Social Services for Aborigines. (Question No. 601.)

Mr Cross:
BRISBANE. QLD

s asked the Minister for Social Services, upon notice -

  1. Are Aborigines and Torres Strait Islanders, other than those leading a tribalised or nomadic life, entitled to pensions and social service payments on the same basis as other Australians?
  2. If not, will he indicate what differences exist and in what circumstances these differences apply?
Mr Roberton:
CP

– The answer to the honorable member’s questions is as follows -

All Australian citizens other than the nomadic are eligible for social service benefits subject to normal conditions and regardless of their ethnic origin.

Royal Australian Navy. (Question No. 639.)

Mr Gray:

y asked the Minister for the Navy, upon notice -

  1. Is the largest gun in service in the Royal Australian Navy, as far as seagoing ships are concerned, of 4.5 inch calibre?
  2. Is it a fact that at least some of these 4.5 inch guns on seagoing ships are permanently plugged with wood and cannot be used?
  3. Will the three new destroyers being built in the United States of America for the Royal Australian Navy be armed with guided missiles that will have a combat range of 30 miles?
  4. Is he able to say whether the Indonesians already have guided missiles in service that have a range of 200 miles?
Mr Chaney:
LP

– The answers to the honorable member’s questions are as follows - 1.Yes.

  1. This applies only in the Fleet Training Ship, H.M.A.S. “ Anzac “, which is used for seamanship training. The guns are not required in this role, and the accommodation on board, except for personnel to steam the ship and instructors, is required for trainees. The embarkation of maintenance personnel for the 4.5 inch turrets would reduce the space available for trainees; the armament has therefore been put in a state of preservation, which includes wooden plugs in the barrels. The armament could be returned to normal condition within 24 hours.
  2. The three new guided missile destroyers being built in the U.S.A. for the R.A.N. will be armed with the Tartar sea-to-air missile, which is shown in “Jane’s Fighting Ships” as having a range of 15 to 20 miles.
  3. The Indonesian Armed Forces are equipped with various types of missiles and I direct the honorable member’s attention to the information available on these in the publications “Jane’s Fighting Ships” and “Jane’s All the World’s Aircraft”, which are held in the Parliamentary Library.

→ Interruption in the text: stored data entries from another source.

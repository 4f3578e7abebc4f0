//! Workbook reading for CSV and Excel-family files (.xlsx/.xlsm/.xlsb/.xls/.ods).
//!
//! Only the first worksheet is read. Rows are kept raw (no header
//! interpretation); locating the header is the normalizer's job.

use crate::error::ImportError;
use anyhow::{anyhow, Context, Result};
use calamine::{open_workbook_from_rs, Data, Ods, Reader, Xls, Xlsb, Xlsx};
use serde::Serialize;
use std::borrow::Cow;
use std::fmt;
use std::io::Cursor;

/// Source type of the parsed data.
#[derive(Debug, Clone, Copy, PartialEq, Eq, Serialize)]
#[serde(rename_all = "lowercase")]
pub enum SourceType {
    Csv,
    Excel,
}

/// A raw cell value as read from the worksheet.
#[derive(Debug, Clone, PartialEq, Serialize)]
#[serde(untagged)]
pub enum CellValue {
    Empty,
    Text(String),
    /// Plain numbers and date serials alike.
    Number(f64),
    Bool(bool),
}

impl CellValue {
    pub fn text(s: impl Into<String>) -> Self {
        Self::Text(s.into())
    }

    /// Absent or empty string. Whitespace-only text is not blank.
    pub fn is_blank(&self) -> bool {
        match self {
            Self::Empty => true,
            Self::Text(s) => s.is_empty(),
            Self::Number(_) | Self::Bool(_) => false,
        }
    }

    /// Has visible content once trimmed.
    pub fn is_filled(&self) -> bool {
        match self {
            Self::Empty => false,
            Self::Text(s) => !s.trim().is_empty(),
            Self::Number(_) | Self::Bool(_) => true,
        }
    }

    /// String form of the cell, untrimmed.
    pub fn display(&self) -> String {
        self.to_string()
    }
}

impl fmt::Display for CellValue {
    fn fmt(&self, f: &mut fmt::Formatter<'_>) -> fmt::Result {
        match self {
            Self::Empty => Ok(()),
            Self::Text(s) => f.write_str(s),
            Self::Number(n) => {
                // Avoid trailing ".0" for whole numbers
                if n.fract() == 0.0 && n.abs() < i64::MAX as f64 {
                    write!(f, "{}", *n as i64)
                } else {
                    write!(f, "{}", n)
                }
            }
            Self::Bool(b) => write!(f, "{}", b),
        }
    }
}

impl From<&Data> for CellValue {
    fn from(cell: &Data) -> Self {
        match cell {
            Data::Empty => Self::Empty,
            Data::String(s) => Self::Text(s.clone()),
            Data::Int(i) => Self::Number(*i as f64),
            Data::Float(f) => Self::Number(*f),
            Data::Bool(b) => Self::Bool(*b),
            // Keep the serial; date coercion happens per target field
            Data::DateTime(dt) => Self::Number(dt.as_f64()),
            Data::DateTimeIso(s) => Self::Text(s.clone()),
            Data::DurationIso(s) => Self::Text(s.clone()),
            Data::Error(e) => Self::Text(e.to_string()),
        }
    }
}

/// First worksheet of an uploaded file as a row-major grid.
#[derive(Debug, Clone)]
pub struct RawSheet {
    pub name: String,
    pub rows: Vec<Vec<CellValue>>,
    pub source_type: SourceType,
}

impl RawSheet {
    pub fn from_rows(name: impl Into<String>, rows: Vec<Vec<CellValue>>) -> Self {
        Self {
            name: name.into(),
            rows,
            source_type: SourceType::Excel,
        }
    }

    pub fn row_count(&self) -> usize {
        self.rows.len()
    }

    /// Cell at (row, col); missing cells read as `Empty`.
    pub fn cell(&self, row: usize, col: usize) -> &CellValue {
        static EMPTY: CellValue = CellValue::Empty;
        self.rows
            .get(row)
            .and_then(|r| r.get(col))
            .unwrap_or(&EMPTY)
    }
}

/// Dispatch file parsing by extension.
pub fn parse_file(filename: &str, data: &[u8]) -> Result<RawSheet, ImportError> {
    let ext = filename
        .rsplit('.')
        .next()
        .unwrap_or("")
        .to_lowercase();

    let parsed = match ext.as_str() {
        "csv" => parse_csv(filename, data),
        "xlsx" | "xlsm" => open_workbook_from_rs::<Xlsx<_>, _>(Cursor::new(data))
            .context("Failed to open Excel workbook")
            .and_then(read_first_sheet),
        "xlsb" => open_workbook_from_rs::<Xlsb<_>, _>(Cursor::new(data))
            .context("Failed to open Excel workbook")
            .and_then(read_first_sheet),
        "xls" => open_workbook_from_rs::<Xls<_>, _>(Cursor::new(data))
            .context("Failed to open Excel workbook")
            .and_then(read_first_sheet),
        "ods" => open_workbook_from_rs::<Ods<_>, _>(Cursor::new(data))
            .context("Failed to open OpenDocument spreadsheet")
            .and_then(read_first_sheet),
        _ => return Err(ImportError::UnsupportedFile(ext)),
    };

    let sheet = parsed.map_err(ImportError::Unreadable)?;
    tracing::info!(
        "Read sheet '{}' from {} ({} rows)",
        sheet.name,
        filename,
        sheet.rows.len()
    );
    Ok(sheet)
}

/// Parse a CSV file into a single RawSheet. No row is treated as header here.
fn parse_csv(filename: &str, data: &[u8]) -> Result<RawSheet> {
    let text = decode_csv(data);
    let mut reader = csv::ReaderBuilder::new()
        .flexible(true)
        .has_headers(false)
        .from_reader(text.as_bytes());

    let mut rows = Vec::new();
    for result in reader.records() {
        let record = result.context("Failed to read CSV record")?;
        let row: Vec<CellValue> = record
            .iter()
            .map(|f| {
                if f.is_empty() {
                    CellValue::Empty
                } else {
                    CellValue::text(f)
                }
            })
            .collect();
        rows.push(row);
    }

    let name = filename
        .rsplit('/')
        .next()
        .unwrap_or(filename)
        .rsplit('\\')
        .next()
        .unwrap_or(filename)
        .trim_end_matches(".csv")
        .to_string();

    Ok(RawSheet {
        name,
        rows,
        source_type: SourceType::Csv,
    })
}

/// CSV bytes as text. Excel's "Save as CSV" writes the ANSI code page, so
/// anything that is not UTF-8 is read as Windows-1252.
fn decode_csv(data: &[u8]) -> Cow<'_, str> {
    let data = data.strip_prefix(b"\xEF\xBB\xBF").unwrap_or(data);
    match std::str::from_utf8(data) {
        Ok(text) => Cow::Borrowed(text),
        Err(_) => {
            tracing::debug!("CSV is not valid UTF-8, decoding as Windows-1252");
            encoding_rs::WINDOWS_1252.decode_without_bom_handling(data).0
        }
    }
}

/// Read the first worksheet of an opened workbook.
fn read_first_sheet<'a, R>(mut workbook: R) -> Result<RawSheet>
where
    R: Reader<Cursor<&'a [u8]>>,
    R::Error: fmt::Display,
{
    let name = workbook
        .sheet_names()
        .first()
        .cloned()
        .ok_or_else(|| anyhow!("Workbook has no worksheets"))?;

    let range = workbook
        .worksheet_range(&name)
        .map_err(|e| anyhow!("Failed to read sheet '{}': {}", name, e))?;

    Ok(range_to_raw_sheet(&name, &range))
}

/// Convert a calamine Range into a RawSheet, keeping every row.
fn range_to_raw_sheet(name: &str, range: &calamine::Range<Data>) -> RawSheet {
    let rows = range
        .rows()
        .map(|row| row.iter().map(CellValue::from).collect())
        .collect();

    RawSheet::from_rows(name, rows)
}

#[cfg(test)]
mod tests {
    use super::*;

    #[test]
    fn test_parse_csv_keeps_title_rows() {
        let csv_data = b"LTO Report,,\nDATE,AGENCY,CASE NUMBER\n2025-03-01,PNP,CASE-001\n";
        let sheet = parse_file("report.csv", csv_data).unwrap();
        assert_eq!(sheet.source_type, SourceType::Csv);
        assert_eq!(sheet.name, "report");
        assert_eq!(sheet.rows.len(), 3);
        assert_eq!(sheet.rows[0][0], CellValue::text("LTO Report"));
        assert_eq!(sheet.rows[0][1], CellValue::Empty);
        assert_eq!(sheet.rows[2][2], CellValue::text("CASE-001"));
    }

    #[test]
    fn test_parse_csv_flexible() {
        // Rows with different column counts should still parse
        let csv_data = b"a,b,c\n1,2,3\n4,5\n";
        let sheet = parse_file("flex.csv", csv_data).unwrap();
        assert_eq!(sheet.rows[2].len(), 2);
        assert_eq!(sheet.cell(2, 2), &CellValue::Empty);
    }

    #[test]
    fn test_parse_csv_windows_1252() {
        let csv_data = b"DATE,AGENCY,DRIVER\n2025-03-01,PNP,Dela Pe\xF1a\n2025-03-02,MMDA,O\x92Neil\n";
        let sheet = parse_file("lto.csv", csv_data).unwrap();
        assert_eq!(sheet.rows.len(), 3);
        assert_eq!(sheet.rows[1][2], CellValue::text("Dela Pe\u{f1}a"));
        assert_eq!(sheet.rows[2][2], CellValue::text("O\u{2019}Neil"));
    }

    #[test]
    fn test_parse_csv_utf8_bom() {
        let csv_data = "\u{feff}DATE,AGENCY\n2025-03-01,Pe\u{f1}a\n".as_bytes();
        let sheet = parse_file("bom.csv", csv_data).unwrap();
        assert_eq!(sheet.rows[0][0], CellValue::text("DATE"));
        assert_eq!(sheet.rows[1][1], CellValue::text("Pe\u{f1}a"));
    }

    #[test]
    fn test_unsupported_extension() {
        let err = parse_file("test.txt", b"data").unwrap_err();
        assert!(matches!(err, ImportError::UnsupportedFile(ref ext) if ext == "txt"));
    }

    #[test]
    fn test_garbage_workbook_is_unreadable() {
        let err = parse_file("broken.xlsx", b"not a zip archive").unwrap_err();
        assert!(matches!(err, ImportError::Unreadable(_)));
        assert!(err.is_parse_failure());
    }

    #[test]
    fn test_cell_display() {
        assert_eq!(CellValue::Number(45717.0).display(), "45717");
        assert_eq!(CellValue::Number(1.5).display(), "1.5");
        assert_eq!(CellValue::Bool(true).display(), "true");
        assert_eq!(CellValue::Empty.display(), "");
    }

    #[test]
    fn test_blank_vs_filled() {
        assert!(CellValue::Empty.is_blank());
        assert!(CellValue::text("").is_blank());
        assert!(!CellValue::text("  ").is_blank());
        assert!(!CellValue::text("  ").is_filled());
        assert!(CellValue::Number(0.0).is_filled());
    }

    #[test]
    fn test_calamine_cells_convert() {
        assert_eq!(CellValue::from(&Data::Int(7)), CellValue::Number(7.0));
        assert_eq!(
            CellValue::from(&Data::String("PNP".to_string())),
            CellValue::text("PNP")
        );
        assert_eq!(CellValue::from(&Data::Empty), CellValue::Empty);
    }
}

Migration between Australian Territories. (Question No. 567.)

Mr Whitlam:

m asked the Minister for Territories, upon notice -

Under what circumstances can inhabitants of each of Australia’s overseas territories, including trust territories, migrate to another territory?

Mr Barnes:
Minister for Territories · MCPHERSON, QUEENSLAND · CP

– The answer to the honorable member’s question is as follows -

Inhabitants of the overseas territories have no automatic right to migrate to other territories. Each has its own separate immigration laws. In Papua and New Guinea an applicant for entry must, as a general rule, be eligible to enter Australia in similar circumstances. Apart from that, there are requirements of good health and character, an availability in the Territory of secure employment and accommodation or the possession of sufficient capital for support in the Territory. An indigenous inhabitant of Papua and New Guinea must, unless exempted, obtain from the Administrator a permit to proceed to places outside the Territory. In Nauru, Christmas Island and Cocos Island there is no opportunity for settling except in employment with governmental and semi-governmental agencies and, in the case of Cocos Islands, with the Clunies Ross Estate. Proposals for migration into these territories, therefore, only arise where persons are going to such employment. Such persons may be coming from another Commonwealth Territory and need not be eligible to enter Australia. Norfolk Island has no mixed population and the rules applying to immigration are generally the same as apply to Australia.